Now, evaluate from the innermost parenthesis outwards. This is still tedious for your desired $x$ value so I will not do it here, but the number of arithmetic operations involved decreases from being on the order of $O(n^2)$ to instead being on the order of $O(n)$. (specifically evaluating a polynomial of degree $n$ can take at most $\frac{n^2+3n}{2}$ steps using the grade-school method and at most $2n$ steps using Horner's method)

• Why are you making such an easy problem so complicated – Archis Welankar Jan 7 '16 at 17:30
• @ArchisWelankar I am sorry for you if you think that this is complicated. I would argue that this would be better to teach children instead of the usual method. The way the question was phrased implies that the OP would like a method that generalizes to any "evaluate the polynomial" question. Given the nature of the question, I doubt that he would know much about minimal polynomials or perhaps even polynomial long division. Horner's Method not only succeeds in reducing the number of steps and time in evaluating in every case, but is also easy to learn. – JMoravitz Jan 7 '16 at 17:35
• I'd argue that given the question involves complex numbers, understanding polynomial long division isn't too much of a stretch. Furthermore, the question falls less out of the domain of "how to evaluate any polynomial" and more into "how to evaluate polynomials on irrational, algebraic inputs" - the minimal polynomial is the quickest route I can think of for dealing with such cases. – πr8 Jan 7 '16 at 17:45

$X+5=4i$ squaring you get $x^2+10x+41=0$ now just divide the given polynomial with this equation so solving $$\frac{x^4+9x^3+35x^2-x+4}{x^2+10x+41}$$ you get it equal to $(160)$

It's not the that much work.

1) Just calculate $x, x^2, x^4 = (x^2)^2, x^3 = x^2 * x$ to the side first. and

2) consider every number as having two "parts"; a "normal" number part and a "square root of negative one part"
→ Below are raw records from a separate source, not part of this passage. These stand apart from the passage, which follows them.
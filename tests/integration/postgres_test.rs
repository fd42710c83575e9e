//! PostgreSQL integration tests.
//!
//! Skipped unless DATABASE_URL points at a reachable PostgreSQL database.

use sqlquill::app::{Orchestrator, SessionStatus};
use sqlquill::commands::{Command, CommandOutput};
use sqlquill::llm::MockLlmClient;

fn get_test_database_url() -> Option<String> {
    std::env::var("DATABASE_URL").ok()
}

async fn connected_orchestrator() -> Option<Orchestrator> {
    let url = get_test_database_url()?;
    let mut orchestrator = Orchestrator::with_drivers(Box::new(MockLlmClient::new()));
    orchestrator.dispatch(Command::Connect(url)).await;
    orchestrator
        .state()
        .is_connected()
        .then_some(orchestrator)
}

#[tokio::test]
async fn test_connect_detects_type() {
    let Some(mut orchestrator) = connected_orchestrator().await else {
        eprintln!("Skipping test: DATABASE_URL not set");
        return;
    };

    let db_type = orchestrator.state().db_type.clone().unwrap();
    assert!(db_type == "postgres" || db_type == "postgresql");
    assert!(orchestrator.state().schema_text.is_some());

    orchestrator.close().await;
}

#[tokio::test]
async fn test_batch_shares_one_session() {
    let Some(mut orchestrator) = connected_orchestrator().await else {
        eprintln!("Skipping test: DATABASE_URL not set");
        return;
    };

    let outputs = orchestrator
        .dispatch(Command::ExecuteSql(
            "CREATE TEMP TABLE quill_notes (id serial PRIMARY KEY, body text);
             INSERT INTO quill_notes (body) VALUES ('a; b'), ('c') RETURNING id;
             SELECT body FROM quill_notes ORDER BY id;"
                .to_string(),
        ))
        .await;

    assert_eq!(orchestrator.state().status, SessionStatus::ResultsReady);
    assert_eq!(
        outputs[0],
        CommandOutput::info("Query executed successfully. Rows affected: 0")
    );

    let tables: Vec<_> = outputs
        .iter()
        .filter_map(|output| match output {
            CommandOutput::Table { rows, .. } => Some(rows.clone()),
            _ => None,
        })
        .collect();
    assert_eq!(tables.len(), 2);
    assert_eq!(tables[0].len(), 2);
    assert_eq!(tables[1], vec![vec!["a; b"], vec!["c"]]);

    orchestrator.close().await;
}

#[tokio::test]
async fn test_failed_statement_reports_database_message() {
    let Some(mut orchestrator) = connected_orchestrator().await else {
        eprintln!("Skipping test: DATABASE_URL not set");
        return;
    };

    let outputs = orchestrator
        .dispatch(Command::ExecuteSql(
            "SELECT * FROM quill_missing_table; SELECT 1 AS one;".to_string(),
        ))
        .await;

    assert!(matches!(&outputs[0], CommandOutput::Error(text)
        if text.starts_with("Error executing statement: SELECT * FROM quill_missing_table;\n")
            && text.contains("quill_missing_table")));
    assert!(matches!(
        orchestrator.state().status,
        SessionStatus::ExecutionFailed(_)
    ));
    assert!(orchestrator.state().outcomes[1].is_ok());

    orchestrator.close().await;
}
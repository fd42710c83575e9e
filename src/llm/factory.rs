//! LLM client factory.
//!
//! Centralizes provider-specific logic for creating LLM clients.

use crate::config::LlmConfig;
use crate::error::Result;
use crate::llm::{LlmClient, LlmProvider, MockLlmClient, OllamaClient, OllamaConfig};

/// Creates an LLM client from resolved settings.
pub fn create_client(config: &LlmConfig) -> Result<Box<dyn LlmClient>> {
    match config.provider {
        LlmProvider::Ollama => {
            let ollama = OllamaConfig::new(config.model.clone())
                .with_url(config.url.clone())
                .with_timeout(config.timeout_secs);
            Ok(Box::new(OllamaClient::new(ollama)?))
        }
        LlmProvider::Mock => Ok(Box::new(MockLlmClient::new().with_reasoning())),
    }
}
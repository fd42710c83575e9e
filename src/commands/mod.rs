//! Command parsing and output types for sqlquill.
//!
//! Keeps parsing separate from execution so commands can be tested without a
//! database or a model server.

pub mod help;
pub mod output;
pub mod router;

pub use help::HELP_TEXT;
pub use output::CommandOutput;
pub use router::{Command, CommandRouter};
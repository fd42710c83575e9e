//! Logging configuration for sqlquill.
//!
//! Interactive sessions log to a file so log lines never interleave with the
//! prompt; one-shot runs log to stderr.

use std::fs::{self, File};
use std::path::PathBuf;
use tracing_subscriber::EnvFilter;

fn env_filter() -> EnvFilter {
    EnvFilter::try_from_default_env().unwrap_or_else(|_| EnvFilter::new("info"))
}

/// Initializes logging for interactive mode.
///
/// Location: `~/.local/state/sqlquill/sqlquill.log` on Linux (XDG state directory),
/// or the platform-appropriate state/config directory on other systems.
pub fn init_file_logging() {
    let log_path = get_log_path();

    if let Some(parent) = log_path.parent() {
        if let Err(e) = fs::create_dir_all(parent) {
            eprintln!("Warning: Could not create log directory: {e}");
            return;
        }
    }

    // Truncated on each run
    let log_file = match File::create(&log_path) {
        Ok(f) => f,
        Err(e) => {
            eprintln!("Warning: Could not create log file: {e}");
            return;
        }
    };

    tracing_subscriber::fmt()
        .with_env_filter(env_filter())
        .with_writer(log_file)
        .with_ansi(false)
        .init();
}

/// Initializes logging for one-shot mode.
pub fn init_stderr_logging() {
    tracing_subscriber::fmt()
        .with_env_filter(env_filter())
        .with_writer(std::io::stderr)
        .init();
}

/// Returns the path for the log file.
pub fn get_log_path() -> PathBuf {
    if let Some(state_dir) = dirs::state_dir() {
        return state_dir.join("sqlquill").join("sqlquill.log");
    }

    if let Some(config_dir) = dirs::config_dir() {
        return config_dir.join("sqlquill").join("sqlquill.log");
    }

    std::env::temp_dir().join("sqlquill.log")
}
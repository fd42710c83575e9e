//! Database schema types for sqlquill.
//!
//! Represents the structure of a database (tables, columns, primary keys and
//! foreign keys) and renders it as the plain-text description that grounds
//! the model prompt.

use serde::{Deserialize, Serialize};
use std::fmt;

/// Represents the complete schema of a database.
///
/// Table order is introspection order and is preserved by rendering.
#[derive(Debug, Clone, Default, PartialEq, Eq, Serialize, Deserialize)]
pub struct Schema {
    /// All tables in the schema.
    pub tables: Vec<Table>,
}

impl Schema {
    /// Creates a new empty schema.
    pub fn new() -> Self {
        Self::default()
    }

    /// Creates a schema from tables, keeping their order.
    pub fn with_tables(tables: Vec<Table>) -> Self {
        Self { tables }
    }

    /// Returns true if the schema has no tables.
    pub fn is_empty(&self) -> bool {
        self.tables.is_empty()
    }

    /// Renders the schema for inclusion in a model prompt.
    ///
    /// ```text
    /// Table: orders
    ///   - id (integer) [Primary Key] [Not Null]
    ///   - status (varchar) [Default: 'pending']
    ///   Foreign Key: user_id -> users.id
    ///
    /// ```
    ///
    /// Output is a pure function of the input: no reordering, deduplication or
    /// added entries.
    pub fn render(&self) -> String {
        let mut lines = Vec::new();

        for table in &self.tables {
            lines.push(format!("Table: {}", table.name));

            for column in &table.columns {
                lines.push(render_column(table, column));
            }

            for fk in &table.foreign_keys {
                lines.push(format!(
                    "  Foreign Key: {} -> {}.{}",
                    fk.column, fk.referenced_table, fk.referenced_column
                ));
            }

            lines.push(String::new());
        }

        lines.join("\n")
    }
}

fn render_column(table: &Table, column: &Column) -> String {
    let mut line = format!("  - {} ({})", column.name, column.data_type);
    if table.is_primary_key(&column.name) {
        line.push_str(" [Primary Key]");
    }
    if !column.is_nullable {
        line.push_str(" [Not Null]");
    }
    if let Some(default) = &column.default {
        line.push_str(&format!(" [Default: {default}]"));
    }
    line
}

impl fmt::Display for Schema {
    fn fmt(&self, f: &mut fmt::Formatter<'_>) -> fmt::Result {
        f.write_str(&self.render())
    }
}

/// Represents a database table.
#[derive(Debug, Clone, Default, PartialEq, Eq, Serialize, Deserialize)]
pub struct Table {
    /// Table name.
    pub name: String,

    /// Columns in declaration order.
    pub columns: Vec<Column>,

    /// Column names that form the primary key.
    pub primary_key: Vec<String>,

    /// Foreign keys declared on this table.
    pub foreign_keys: Vec<ForeignKey>,
}

impl Table {
    /// Creates a new table with the given name.
    pub fn new(name: impl Into<String>) -> Self {
        Self {
            name: name.into(),
            ..Default::default()
        }
    }

    /// Appends a column.
    pub fn column(mut self, column: Column) -> Self {
        self.columns.push(column);
        self
    }

    /// Sets the primary key columns.
    pub fn primary_key<I, S>(mut self, columns: I) -> Self
    where
        I: IntoIterator<Item = S>,
        S: Into<String>,
    {
        self.primary_key = columns.into_iter().map(Into::into).collect();
        self
    }

    /// Appends a foreign key.
    pub fn foreign_key(mut self, fk: ForeignKey) -> Self {
        self.foreign_keys.push(fk);
        self
    }

    /// Returns true if `column` is part of this table's primary key.
    pub fn is_primary_key(&self, column: &str) -> bool {
        self.primary_key.iter().any(|pk| pk == column)
    }
}

/// Represents a column in a table.
#[derive(Debug, Clone, Default, PartialEq, Eq, Serialize, Deserialize)]
pub struct Column {
    /// Column name.
    pub name: String,

    /// Declared type (e.g., "integer", "varchar(255)").
    pub data_type: String,

    /// Whether the column allows NULL values.
    pub is_nullable: bool,

    /// Default value expression, if any.
    pub default: Option<String>,
}

impl Column {
    /// Creates a new nullable column with the given name and data type.
    pub fn new(name: impl Into<String>, data_type: impl Into<String>) -> Self {
        Self {
            name: name.into(),
            data_type: data_type.into(),
            is_nullable: true,
            default: None,
        }
    }

    /// Sets whether the column is nullable.
    pub fn nullable(self, nullable: bool) -> Self {
        Self {
            is_nullable: nullable,
            ..self
        }
    }

    /// Sets the default value.
    pub fn with_default(self, default: impl Into<String>) -> Self {
        Self {
            default: Some(default.into()),
            ..self
        }
    }
}

/// A single-column foreign key reference.
#[derive(Debug, Clone, Default, PartialEq, Eq, Serialize, Deserialize)]
pub struct ForeignKey {
    /// Referencing column on the owning table.
    pub column: String,

    /// Referenced table.
    pub referenced_table: String,

    /// Referenced column.
    pub referenced_column: String,
}

impl ForeignKey {
    /// Creates a new foreign key reference.
    pub fn new(
        column: impl Into<String>,
        referenced_table: impl Into<String>,
        referenced_column: impl Into<String>,
    ) -> Self {
        Self {
            column: column.into(),
            referenced_table: referenced_table.into(),
            referenced_column: referenced_column.into(),
        }
    }
}
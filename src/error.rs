//! Error types for sqlquill.
//!
//! Every failure the session can surface maps onto one variant here. The
//! `Display` text of each variant is what the user sees as status text.

use thiserror::Error;

/// Main error type for sqlquill operations.
#[derive(Error, Debug)]
pub enum QuillError {
    /// The database driver for the requested scheme is not compiled in.
    #[error("Driver missing: {0}")]
    DriverMissing(String),

    /// Connecting or introspecting failed (host unreachable, auth failed, bad URL, etc.)
    #[error("Connection failed: {0}")]
    Connection(String),

    /// Anything else that went wrong while connecting or introspecting.
    #[error("Unexpected error: {0}")]
    UnexpectedConnection(String),

    /// A single statement of a batch failed to execute.
    #[error("Error executing statement: {statement}\n{message}")]
    Statement { statement: String, message: String },

    /// Language model errors (server down, timeouts, malformed replies).
    #[error("LLM error: {0}")]
    Llm(String),

    /// Configuration errors (invalid config file, unknown provider, etc.)
    #[error("Configuration error: {0}")]
    Config(String),

    /// Internal application errors (unexpected states, bugs, etc.)
    #[error("Internal error: {0}")]
    Internal(String),
}

impl QuillError {
    /// Creates a driver-missing error with the given message.
    pub fn driver_missing(msg: impl Into<String>) -> Self {
        Self::DriverMissing(msg.into())
    }

    /// Creates a connection error with the given message.
    pub fn connection(msg: impl Into<String>) -> Self {
        Self::Connection(msg.into())
    }

    /// Creates an unexpected connection error with the given message.
    pub fn unexpected(msg: impl Into<String>) -> Self {
        Self::UnexpectedConnection(msg.into())
    }

    /// Creates a statement execution error.
    pub fn statement(statement: impl Into<String>, msg: impl Into<String>) -> Self {
        Self::Statement {
            statement: statement.into(),
            message: msg.into(),
        }
    }

    /// Creates an LLM error with the given message.
    pub fn llm(msg: impl Into<String>) -> Self {
        Self::Llm(msg.into())
    }

    /// Creates a configuration error with the given message.
    pub fn config(msg: impl Into<String>) -> Self {
        Self::Config(msg.into())
    }

    /// Creates an internal error with the given message.
    pub fn internal(msg: impl Into<String>) -> Self {
        Self::Internal(msg.into())
    }

    /// Returns the error category as a string for display purposes.
    pub fn category(&self) -> &'static str {
        match self {
            Self::DriverMissing(_) => "Driver Missing",
            Self::Connection(_) => "Connection Error",
            Self::UnexpectedConnection(_) => "Unexpected Error",
            Self::Statement { .. } => "Statement Error",
            Self::Llm(_) => "LLM Error",
            Self::Config(_) => "Configuration Error",
            Self::Internal(_) => "Internal Error",
        }
    }

    /// Returns true for the errors a connect attempt can end in.
    pub fn is_connect_error(&self) -> bool {
        matches!(
            self,
            Self::DriverMissing(_) | Self::Connection(_) | Self::UnexpectedConnection(_)
        )
    }
}

/// Result type alias using QuillError.
pub type Result<T> = std::result::Result<T, QuillError>;
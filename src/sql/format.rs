//! SQL pretty-printing for display.

use sqlformat::{FormatOptions, Indent, QueryParams};

use crate::llm::NO_SQL_SENTINEL;

/// Re-indents `sql` and upper-cases its keywords.
///
/// The no-SQL sentinel and blank input are returned unchanged.
pub fn format_sql(sql: &str) -> String {
    if sql == NO_SQL_SENTINEL || sql.trim().is_empty() {
        return sql.to_string();
    }

    let options = FormatOptions {
        indent: Indent::Spaces(2),
        uppercase: Some(true),
        lines_between_queries: 1,
        ..FormatOptions::default()
    };

    sqlformat::format(sql, &QueryParams::None, &options)
}
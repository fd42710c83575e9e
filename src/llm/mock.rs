//! Mock LLM client for testing.
//!
//! Provides deterministic responses based on the question inside the prompt.

use async_trait::async_trait;
use std::sync::{Arc, Mutex};

use crate::error::{QuillError, Result};
use crate::llm::LlmClient;

const QUESTION_MARKER: &str = "- User Question: ";
const QUESTION_END: &str = "\n\n2. Output Requirements";

/// Mock LLM client that returns canned responses based on input patterns.
///
/// Used for unit testing without a running model server.
#[derive(Debug, Clone, Default)]
pub struct MockLlmClient {
    /// Custom response mappings (pattern -> response).
    custom_responses: Vec<(String, String)>,
    /// Whether default responses start with a `<think>` block.
    with_reasoning: bool,
    /// When set, every call fails with this message.
    failure: Option<String>,
    /// Prompts received so far. Shared with all clones.
    prompts: Arc<Mutex<Vec<String>>>,
}

impl MockLlmClient {
    /// Creates a new mock client with default responses.
    pub fn new() -> Self {
        Self::default()
    }

    /// Prefixes default responses with a `<think>` block, like reasoning models do.
    pub fn with_reasoning(mut self) -> Self {
        self.with_reasoning = true;
        self
    }

    /// Makes every call fail with an LLM error.
    pub fn failing(message: impl Into<String>) -> Self {
        Self {
            failure: Some(message.into()),
            ..Self::default()
        }
    }

    /// Adds a custom response mapping.
    ///
    /// When the question contains `pattern`, the mock will return `response`.
    pub fn with_response(
        mut self,
        pattern: impl Into<String>,
        response: impl Into<String>,
    ) -> Self {
        self.custom_responses
            .push((pattern.into(), response.into()));
        self
    }

    /// Prompts received so far, in order.
    pub fn prompts(&self) -> Vec<String> {
        self.prompts
            .lock()
            .map(|prompts| prompts.clone())
            .unwrap_or_default()
    }

    /// Generates a mock response for a question.
    fn mock_response(&self, question: &str) -> String {
        let input_lower = question.to_lowercase();

        // Check custom responses first
        for (pattern, response) in &self.custom_responses {
            if input_lower.contains(&pattern.to_lowercase()) {
                return response.clone();
            }
        }

        let sql = if input_lower.contains("all users") || input_lower.contains("show users") {
            Some("SELECT * FROM users;")
        } else if input_lower.contains("count") && input_lower.contains("orders") {
            Some("SELECT COUNT(*) FROM orders;")
        } else if input_lower.contains("count") && input_lower.contains("users") {
            Some("SELECT COUNT(*) FROM users;")
        } else if input_lower.contains("orders") && input_lower.contains("user") {
            Some("SELECT o.* FROM orders o\nJOIN users u ON o.user_id = u.id;")
        } else if (input_lower.contains("insert") || input_lower.contains("add"))
            && input_lower.contains("user")
        {
            Some("INSERT INTO users (email, name) VALUES ('test@example.com', 'Test User');")
        } else if input_lower.contains("delete") && input_lower.contains("user") {
            Some("DELETE FROM users WHERE id = 1;")
        } else {
            None
        };

        let Some(sql) = sql else {
            return "I don't understand that question. Could you please rephrase it?".to_string();
        };

        let block = format!("```sql\n{sql}\n```");
        if self.with_reasoning {
            format!("<think>\nThe question maps onto the 'users' schema.\n</think>\n\n{block}")
        } else {
            block
        }
    }
}

/// Returns the user question embedded in a prompt, or the whole prompt.
fn question_of(prompt: &str) -> &str {
    let Some(start) = prompt.find(QUESTION_MARKER) else {
        return prompt;
    };
    let rest = &prompt[start + QUESTION_MARKER.len()..];
    rest.find(QUESTION_END).map_or(rest, |end| &rest[..end])
}

#[async_trait]
impl LlmClient for MockLlmClient {
    async fn generate(&self, prompt: &str) -> Result<String> {
        if let Ok(mut prompts) = self.prompts.lock() {
            prompts.push(prompt.to_string());
        }

        if let Some(message) = &self.failure {
            return Err(QuillError::llm(message.clone()));
        }

        Ok(self.mock_response(question_of(prompt)))
    }
}
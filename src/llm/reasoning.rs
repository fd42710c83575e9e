//! Display formatting for model reasoning.

use regex::Regex;
use std::sync::LazyLock;

/// Ordered markdown normalizations. Bold runs before quote-to-code.
static SUBSTITUTIONS: LazyLock<Vec<(Regex, &'static str)>> = LazyLock::new(|| {
    [
        (r"\*\*(.*?)\*\*", "**${1}**"),
        (r"'([a-zA-Z0-9_]+)'", "`${1}`"),
        (r"__(.*?)__", "_${1}_"),
        (r"~~(.*?)~~", "~~${1}~~"),
        (r"==(.*?)==", "<mark>${1}</mark>"),
    ]
    .into_iter()
    .map(|(pattern, replacement)| {
        (
            Regex::new(pattern).expect("reasoning pattern is valid"),
            replacement,
        )
    })
    .collect()
});

/// Formats raw reasoning text for display as markdown.
///
/// The text is HTML-escaped first, so the only tags in the output are the
/// `<mark>` pairs produced by the highlight rule.
pub fn format_reasoning(reasoning: &str) -> String {
    let mut formatted = escape_html(reasoning);
    for (pattern, replacement) in SUBSTITUTIONS.iter() {
        formatted = pattern.replace_all(&formatted, *replacement).into_owned();
    }
    formatted
}

fn escape_html(text: &str) -> String {
    let mut escaped = String::with_capacity(text.len());
    for c in text.chars() {
        match c {
            '&' => escaped.push_str("&amp;"),
            '<' => escaped.push_str("&lt;"),
            '>' => escaped.push_str("&gt;"),
            _ => escaped.push(c),
        }
    }
    escaped
}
$x = -5 + \sqrt{-4} = -5 + 2\sqrt{-1}$

$x^2 = 25 + 4(-1) + 20\sqrt{-1} = 21 + 20\sqrt{-1}$

$x^4 = 21^2 + 20^2(-1) + 2*20*21\sqrt{-1} = 441 - 400 + 840\sqrt{-1}= 41 + 840\sqrt{-1}$

$x^3 = (21 + 20\sqrt{-1})(-5 + 2\sqrt{-1}) = -110 + 40(-1) + (-100 + 42)\sqrt{-1} = -150 - 58\sqrt{-1}$

So $X^4 + 9x^3+35X^2-X+4 = (41 + 9(-150) + 35(21) -(-5) + 4) + \sqrt{-1}(840 + 9(-58) + 35(2) - 2) = -565 + 386\sqrt{-1}$

This is a hint to complex numbers. We call $\sqrt{-1} = i$ and all numbers are of the form $(a, b*i)$. $(a,bi) + (c,di) = (a+c, (b+d)i)$ and $(a,bi)(c,di) = (ac - bd, (ad + bc)i)$.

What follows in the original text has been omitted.